PROBLEM TO WORK ON:
Your answer must consist of every line from the data below that includes the word "main".

Records from a collection:
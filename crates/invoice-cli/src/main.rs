//! 인보이스 분석 CLI.
//!
//! # 사용 예시
//!
//! ```bash
//! # 인보이스 파일의 데이터 요건 점검
//! invoice-ml inspect -i data/invoices.json
//!
//! # 전체 분석 (매출 예측 → 고객 세그먼트 → 이상 탐지)
//! invoice-ml analyze -i data/invoices.json
//!
//! # 재현 가능한 실행 + 결과 저장
//! invoice-ml analyze -i data/invoices.json --seed 7 --epochs 50 -o report.json
//!
//! # JSON 로그
//! INVOICE__LOGGING__FORMAT=json RUST_LOG=invoice_analytics=debug invoice-ml analyze -i data/invoices.json
//! ```

use std::path::PathBuf;

use anyhow::{anyhow, Result};
use clap::{Parser, Subcommand};
use invoice_core::{init_logging, AppConfig, LogConfig};
use tracing::error;

use invoice_cli::commands::analyze::{run_analyze, AnalyzeCliConfig};
use invoice_cli::commands::inspect::run_inspect;

#[derive(Parser)]
#[command(name = "invoice-ml")]
#[command(about = "Invoice analytics CLI - 매출 예측, 고객 세그먼트, 이상 탐지", long_about = None)]
#[command(version)]
struct Cli {
    /// 설정 파일 (TOML)
    #[arg(short, long, global = true, default_value = "config/default.toml")]
    config: PathBuf,

    #[command(subcommand)]
    command: Commands,
}

#[derive(Subcommand)]
enum Commands {
    /// 인보이스 분석 실행
    Analyze {
        /// 인보이스 JSON 파일
        #[arg(short, long)]
        input: PathBuf,

        /// 결과 저장 경로 (JSON)
        #[arg(short, long)]
        output: Option<PathBuf>,

        /// 예측 일 수
        #[arg(long)]
        days: Option<usize>,

        /// 매출 예측 모델 학습 epoch
        #[arg(long)]
        epochs: Option<usize>,

        /// 고객 세그먼트 수
        #[arg(long)]
        segments: Option<usize>,

        /// 난수 시드
        #[arg(long)]
        seed: Option<u64>,

        /// 진행 표시줄 숨김
        #[arg(short, long, default_value = "false")]
        quiet: bool,
    },

    /// 인보이스 파일 점검 (학습 없음)
    Inspect {
        /// 인보이스 JSON 파일
        #[arg(short, long)]
        input: PathBuf,
    },
}

#[tokio::main]
async fn main() -> Result<()> {
    let _ = dotenvy::dotenv();

    let cli = Cli::parse();
    let config = AppConfig::load(&cli.config)?;

    init_logging(LogConfig::from(&config.logging)).map_err(|e| anyhow!("{}", e))?;

    match cli.command {
        Commands::Analyze {
            input,
            output,
            days,
            epochs,
            segments,
            seed,
            quiet,
        } => {
            let options = AnalyzeCliConfig {
                input,
                output,
                days,
                epochs,
                segments,
                seed,
                quiet,
            };

            let report = run_analyze(options, config.analytics).await.map_err(|e| {
                error!("Analysis failed: {:#}", e);
                e
            })?;

            let failed = report.failed_stages();
            if !failed.is_empty() {
                error!(stages = ?failed, "Some analytics stages failed");
            }
        }

        Commands::Inspect { input } => {
            run_inspect(&input, &config.analytics)?;
        }
    }

    Ok(())
}
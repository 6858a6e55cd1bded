//! CLI 명령어 구현 모듈.

pub mod analyze;
pub mod inspect;

use std::path::{Path, PathBuf};

use anyhow::{Context, Result};
use async_trait::async_trait;
use invoice_analytics::{InvoiceSource, MlError, MlResult};
use invoice_core::InvoiceRecord;
use serde::Deserialize;
use tracing::debug;

/// 인보이스 파일 형식.
///
/// 인보이스 배열 또는 `{"invoices": [...]}` 객체를 모두 받습니다.
#[derive(Debug, Deserialize)]
#[serde(untagged)]
enum InvoiceFile {
    List(Vec<InvoiceRecord>),
    Wrapped { invoices: Vec<InvoiceRecord> },
}

impl From<InvoiceFile> for Vec<InvoiceRecord> {
    fn from(file: InvoiceFile) -> Self {
        match file {
            InvoiceFile::List(invoices) | InvoiceFile::Wrapped { invoices } => invoices,
        }
    }
}

/// JSON 문자열에서 인보이스 목록을 파싱합니다.
pub fn parse_invoices(json: &str) -> Result<Vec<InvoiceRecord>> {
    let file: InvoiceFile =
        serde_json::from_str(json).context("Invoice file must be a JSON array or {\"invoices\": [...]}")?;
    Ok(file.into())
}

/// JSON 파일에서 인보이스 목록을 로드합니다.
pub fn load_invoices(path: impl AsRef<Path>) -> Result<Vec<InvoiceRecord>> {
    let path = path.as_ref();
    let content = std::fs::read_to_string(path)
        .with_context(|| format!("Failed to read invoice file: {}", path.display()))?;
    let invoices = parse_invoices(&content)
        .with_context(|| format!("Failed to parse invoice file: {}", path.display()))?;
    debug!(path = %path.display(), count = invoices.len(), "Loaded invoices");
    Ok(invoices)
}

/// 세션당 한 번 JSON 파일을 읽는 인보이스 소스.
#[derive(Debug, Clone)]
pub struct JsonFileSource {
    path: PathBuf,
}

impl JsonFileSource {
    pub fn new(path: impl Into<PathBuf>) -> Self {
        Self { path: path.into() }
    }
}

#[async_trait]
impl InvoiceSource for JsonFileSource {
    async fn fetch_invoices(&self) -> MlResult<Vec<InvoiceRecord>> {
        let path = self.path.clone();
        tokio::task::spawn_blocking(move || load_invoices(&path))
            .await
            .map_err(|e| MlError::TaskJoin(e.to_string()))?
            .map_err(|e| MlError::InvalidInput(format!("{:#}", e)))
    }
}
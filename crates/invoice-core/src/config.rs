//! 설정 관리.
//!
//! 이 모듈은 애플리케이션 설정을 정의하고 관리합니다.

use serde::{Deserialize, Serialize};
use std::path::Path;

use crate::error::InvoiceResult;

/// 애플리케이션 설정.
#[derive(Debug, Clone, Default, Deserialize, Serialize)]
#[serde(default)]
pub struct AppConfig {
    /// 로깅 설정
    pub logging: LoggingConfig,
    /// 분석 세션 설정
    pub analytics: AnalyticsConfig,
}

/// 로깅 설정.
#[derive(Debug, Clone, Deserialize, Serialize)]
#[serde(default)]
pub struct LoggingConfig {
    /// 로그 레벨
    pub level: String,
    /// 로그 형식 (pretty, json, compact)
    pub format: String,
    /// 분석 단계 span 시작/종료 출력
    pub span_events: bool,
}

impl Default for LoggingConfig {
    fn default() -> Self {
        Self {
            level: "info".to_string(),
            format: "pretty".to_string(),
            span_events: false,
        }
    }
}

/// 분석 세션 설정.
#[derive(Debug, Clone, PartialEq, Deserialize, Serialize)]
#[serde(default)]
pub struct AnalyticsConfig {
    /// 네트워크 초기화와 노이즈 주입에 사용할 시드
    pub seed: u64,
    /// 매출 예측 모델 학습 epoch 수
    pub forecast_epochs: usize,
    /// 예측할 일 수
    pub forecast_days: usize,
    /// 고객 세그먼트 수 (k)
    pub segment_count: usize,
    /// 세션 시작에 필요한 최소 인보이스 수
    pub min_session_invoices: usize,
    /// 단계별 타임아웃 (초). 없으면 무제한
    pub stage_timeout_secs: Option<u64>,
}

impl Default for AnalyticsConfig {
    fn default() -> Self {
        Self {
            seed: 42,
            forecast_epochs: 30,
            forecast_days: 30,
            segment_count: 3,
            min_session_invoices: 10,
            stage_timeout_secs: None,
        }
    }
}

impl AppConfig {
    /// 파일과 환경 변수에서 설정을 로드합니다.
    ///
    /// 파일이 없으면 기본값과 환경 변수만 사용합니다.
    /// 환경 변수는 `INVOICE__ANALYTICS__SEED=7` 형식입니다.
    /// 값의 타입이 맞지 않으면 [`InvoiceError::Config`](crate::error::InvoiceError::Config)를 반환합니다.
    pub fn load<P: AsRef<Path>>(path: P) -> InvoiceResult<Self> {
        let builder = config::Config::builder()
            // 파일에서 로드
            .add_source(config::File::from(path.as_ref()).required(false))
            // 환경 변수로 오버라이드
            .add_source(
                config::Environment::with_prefix("INVOICE")
                    .prefix_separator("__")
                    .separator("__")
                    .try_parsing(true),
            );

        let config = builder.build()?;
        Ok(config.try_deserialize()?)
    }
}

RESULT OF THE TASK:
filename crates/invoice-cli/src/main.rs
#[tokio::main]
async fn main() -> Result<()> {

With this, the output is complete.